WORK TASK: Out of the entries that follow, copy each line containing "originates".

ENTRIES SUPPLIED:
//! Observer interface consumed by the UI collaborator (spec §6).
//!
//! Mirrors the teacher's `notifications::event_bus`: a `tokio::broadcast`
//! pub/sub bus. The UI shell (out of scope per spec §1) subscribes to learn
//! about status, availability, meter, and log changes without the engine
//! depending on any particular front-end.

use std::sync::Arc;

use tokio::sync::broadcast;
use tracing::{debug, warn};

/// Default channel capacity, matching the teacher's event bus.
const DEFAULT_CAPACITY: usize = 1024;

/// Events published by the engine to external subscribers.
#[derive(Debug, Clone)]
pub enum Event {
    /// `onStatusChange(status, optionalDetailMessage)`
    StatusChange {
        status: String,
        detail: Option<String>,
    },
    /// `onAvailabilityChange(connectorId, "Operative"|"Inoperative")`
    AvailabilityChange {
        connector_id: u32,
        availability: String,
    },
    /// `onLog(message)` — already prefixed with `"[OCPP] "` by the caller.
    Log(String),
    /// Not named in spec §6 directly but suggested by §9's "UI coupling
    /// leaks" note: the engine resets the meter to zero internally on
    /// StartTransaction rather than reaching into UI state, and the UI
    /// observes the new value through this event instead.
    MeterValueChange(u64),
}

/// Event bus for broadcasting engine events to all subscribers.
#[derive(Clone)]
pub struct EventBus {
    sender: broadcast::Sender<Event>,
}

impl EventBus {
    pub fn new() -> Self {
        Self::with_capacity(DEFAULT_CAPACITY)
    }

    pub fn with_capacity(capacity: usize) -> Self {
        let (sender, _) = broadcast::channel(capacity);
        Self { sender }
    }

    pub fn publish(&self, event: Event) {
        if self.sender.send(event).is_err() {
            debug!("event published with no subscribers");
        }
    }

    /// Convenience: publish a log line, applying the `"[OCPP] "` prefix
    /// spec §6 requires of every engine log line.
    pub fn log(&self, message: impl Into<String>) {
        let message = message.into();
        tracing::info!("{message}");
        self.publish(Event::Log(format!("[OCPP] {message}")));
    }

    pub fn subscribe(&self) -> EventSubscriber {
        EventSubscriber {
            receiver: self.sender.subscribe(),
        }
    }
}

impl Default for EventBus {
    fn default() -> Self {
        Self::new()
    }
}

pub struct EventSubscriber {
    receiver: broadcast::Receiver<Event>,
}

impl EventSubscriber {
    pub async fn recv(&mut self) -> Option<Event> {
        loop {
            match self.receiver.recv().await {
                Ok(event) => return Some(event),
                Err(broadcast::error::RecvError::Lagged(count)) => {
                    warn!(count, "event subscriber lagged, events dropped");
                    continue;
                }
                Err(broadcast::error::RecvError::Closed) => return None,
            }
        }
    }
}

pub type SharedEventBus = Arc<EventBus>;

pub fn create_event_bus() -> SharedEventBus {
    Arc::new(EventBus::new())
}

#[cfg(test)]
mod tests {
    use super::*;

    #[tokio::test]
    async fn publish_subscribe_roundtrip() {
        let bus = EventBus::new();
        let mut sub = bus.subscribe();

        bus.publish(Event::StatusChange {
            status: "CONNECTED".to_string(),
            detail: None,
        });

        let event = sub.recv().await.expect("event");
        match event {
            Event::StatusChange { status, .. } => assert_eq!(status, "CONNECTED"),
            _ => panic!("wrong event variant"),
        }
    }

    #[test]
    fn log_applies_prefix() {
        let bus = EventBus::new();
        let mut sub = bus.subscribe();
        bus.log("hello");
        let event = sub.receiver.try_recv().expect("event");
        match event {
            Event::Log(msg) => assert_eq!(msg, "[OCPP] hello"),
            _ => panic!("wrong event variant"),
        }
    }
}
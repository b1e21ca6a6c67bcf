//! RemoteStartTransaction (spec §4.7, §8 scenarios 3–4):
//! `{idTag, connectorId?}` → reply `{status: configured}`; if Accepted,
//! sleep `remoteStartDelaySeconds` then originate StartTransaction.
//!
//! The delay is explicitly not a blocking barrier (spec §5): it runs on a
//! detached task so the engine keeps processing inbound frames and
//! heartbeats while it waits.

use std::sync::Arc;
use std::time::Duration;

use serde_json::Value;

use crate::engine::Engine;
use crate::support::ocpp_frame::OcppFrame;

pub async fn handle(engine: &Arc<Engine>, unique_id: &str, payload: Value) {
    let status = engine.remote_start_stop_response();

    let reply = OcppFrame::CallResult {
        unique_id: unique_id.to_string(),
        payload: serde_json::json!({"status": status}),
    };
    let _ = engine.send_frame(reply).await;

    if status != "Accepted" {
        engine.log("RemoteStartTransaction rejected by configuration");
        return;
    }

    let id_tag = payload
        .get("idTag")
        .and_then(|v| v.as_str())
        .unwrap_or_default()
        .to_string();
    let connector_id = payload
        .get("connectorId")
        .and_then(|v| v.as_u64())
        .map(|v| v as u32)
        .unwrap_or(1);
    let delay = Duration::from_secs(engine.remote_start_delay_secs());

    let engine = engine.clone();
    tokio::spawn(async move {
        tokio::time::sleep(delay).await;
        engine.start_transaction(&id_tag, connector_id, 0).await;
    });
}
//! Domain layer — connector and session state models (spec §3, §4.4, §4.6).

pub mod connector;
pub mod session_state;

pub use connector::{Availability, ConnectorModel, ConnectorStatus, CONNECTORS};
pub use session_state::{CpStatus, SessionState};
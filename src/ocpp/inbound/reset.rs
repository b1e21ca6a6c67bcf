//! Reset (spec §4.7): `{type: "Soft"|"Hard"}` → reply Accepted, then close.

use std::sync::Arc;

use serde_json::Value;

use crate::engine::Engine;
use crate::support::ocpp_frame::OcppFrame;

pub async fn handle(engine: &Arc<Engine>, unique_id: &str, payload: Value) {
    let kind = payload.get("type").and_then(|v| v.as_str()).unwrap_or("Soft");

    let reply = OcppFrame::CallResult {
        unique_id: unique_id.to_string(),
        payload: serde_json::json!({"status": "Accepted"}),
    };
    let _ = engine.send_frame(reply).await;

    engine.log(format!("{kind} reset accepted; closing connection"));
    engine.disconnect().await;
}
//! # OCPP 1.6 Charge Point client
//!
//! Models a single electric-vehicle charging station: maintains a persistent
//! WebSocket session to a Central System and implements the bidirectional
//! OCPP 1.6-J (JSON over WebSocket) request/response protocol, including
//! server-initiated operations, heartbeats, transaction lifecycle, and
//! per-connector state.
//!
//! ## Architecture
//!
//! - **support**: transport framing, error types, id/time helpers, shutdown
//!   coordination
//! - **kv**: the session/durable key-value store abstraction
//! - **domain**: connector and session state models
//! - **ocpp**: outbound call builders and inbound action handlers
//! - **engine**: the dispatcher that owns the WebSocket, the heartbeat
//!   scheduler, and the pending-call table
//! - **observer**: the event types published to external subscribers (UI)

pub mod config;
pub mod domain;
pub mod engine;
pub mod kv;
pub mod observer;
pub mod ocpp;
pub mod support;

pub use config::ChargePointConfig;
pub use domain::{Availability, ConnectorModel, ConnectorStatus, CpStatus, SessionState};
pub use engine::{Engine, SharedEngine};
pub use observer::{create_event_bus, Event, EventBus, SharedEventBus};
pub use support::errors::EngineError;
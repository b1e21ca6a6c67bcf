//! OCPP 1.6 operation handlers (spec §2 C7, §4.7).
//!
//! `outbound` builds the CALLs this charge point originates and interprets
//! their CALLRESULTs; `inbound` replies to CALLs the Central System
//! originates. `actions` is the shared table of wire action-name constants
//! both sides dispatch on.

pub mod actions;
pub mod inbound;
pub mod outbound;
//! BootNotification (spec §4.7): sent once, on socket open.
//!
//! Grounded on the teacher's `handle_boot_notification.rs`, mirrored: there
//! the CS deserializes the CP's request and builds a response; here the CP
//! builds the request and deserializes the CS's response.

use rust_ocpp::v1_6::messages::boot_notification::{
    BootNotificationRequest, BootNotificationResponse,
};
use rust_ocpp::v1_6::types::RegistrationStatus;
use serde_json::Value;

use crate::config::ChargePointConfig;

/// Payload values are "not protocol-critical but MUST be sent" (spec
/// §4.7) — fixed vendor identifiers drawn from the charge point config.
pub fn payload(config: &ChargePointConfig) -> Value {
    let request = BootNotificationRequest {
        charge_point_vendor: config.vendor.clone(),
        charge_point_model: config.model.clone(),
        charge_box_serial_number: None,
        charge_point_serial_number: Some(config.serial_number.clone()),
        firmware_version: Some(config.firmware_version.clone()),
        iccid: None,
        imsi: None,
        meter_serial_number: None,
        meter_type: None,
    };
    serde_json::to_value(request).unwrap_or_default()
}

/// The outcome relevant to the engine: accepted or not, and the heartbeat
/// interval if accepted (spec §4.7: "if status == Accepted, read interval
/// and arm heartbeat, transition to CONNECTED; otherwise log and close").
pub enum Outcome {
    Accepted { interval_secs: u64 },
    Rejected,
}

pub fn parse_result(payload: Value) -> Result<Outcome, serde_json::Error> {
    let response: BootNotificationResponse = serde_json::from_value(payload)?;
    Ok(match response.status {
        RegistrationStatus::Accepted => Outcome::Accepted {
            interval_secs: response.interval.max(0) as u64,
        },
        _ => Outcome::Rejected,
    })
}

#[cfg(test)]
mod tests {
    use super::*;

    #[test]
    fn payload_carries_vendor_identifiers() {
        let config = ChargePointConfig::default();
        let value = payload(&config);
        assert_eq!(value["chargePointVendor"], "Elmo");
        assert!(value.get("chargePointSerialNumber").is_some());
    }

    #[test]
    fn accepted_result_yields_interval() {
        let result = serde_json::json!({
            "status": "Accepted",
            "currentTime": "2024-01-01T00:00:00Z",
            "interval": 300
        });
        match parse_result(result).unwrap() {
            Outcome::Accepted { interval_secs } => assert_eq!(interval_secs, 300),
            Outcome::Rejected => panic!("expected Accepted"),
        }
    }

    #[test]
    fn rejected_result_is_rejected() {
        let result = serde_json::json!({
            "status": "Rejected",
            "currentTime": "2024-01-01T00:00:00Z",
            "interval": 0
        });
        assert!(matches!(parse_result(result).unwrap(), Outcome::Rejected));
    }
}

ANSWER:
//! `outbound` builds the CALLs this charge point originates and interprets
//! originates. `actions` is the shared table of wire action-name constants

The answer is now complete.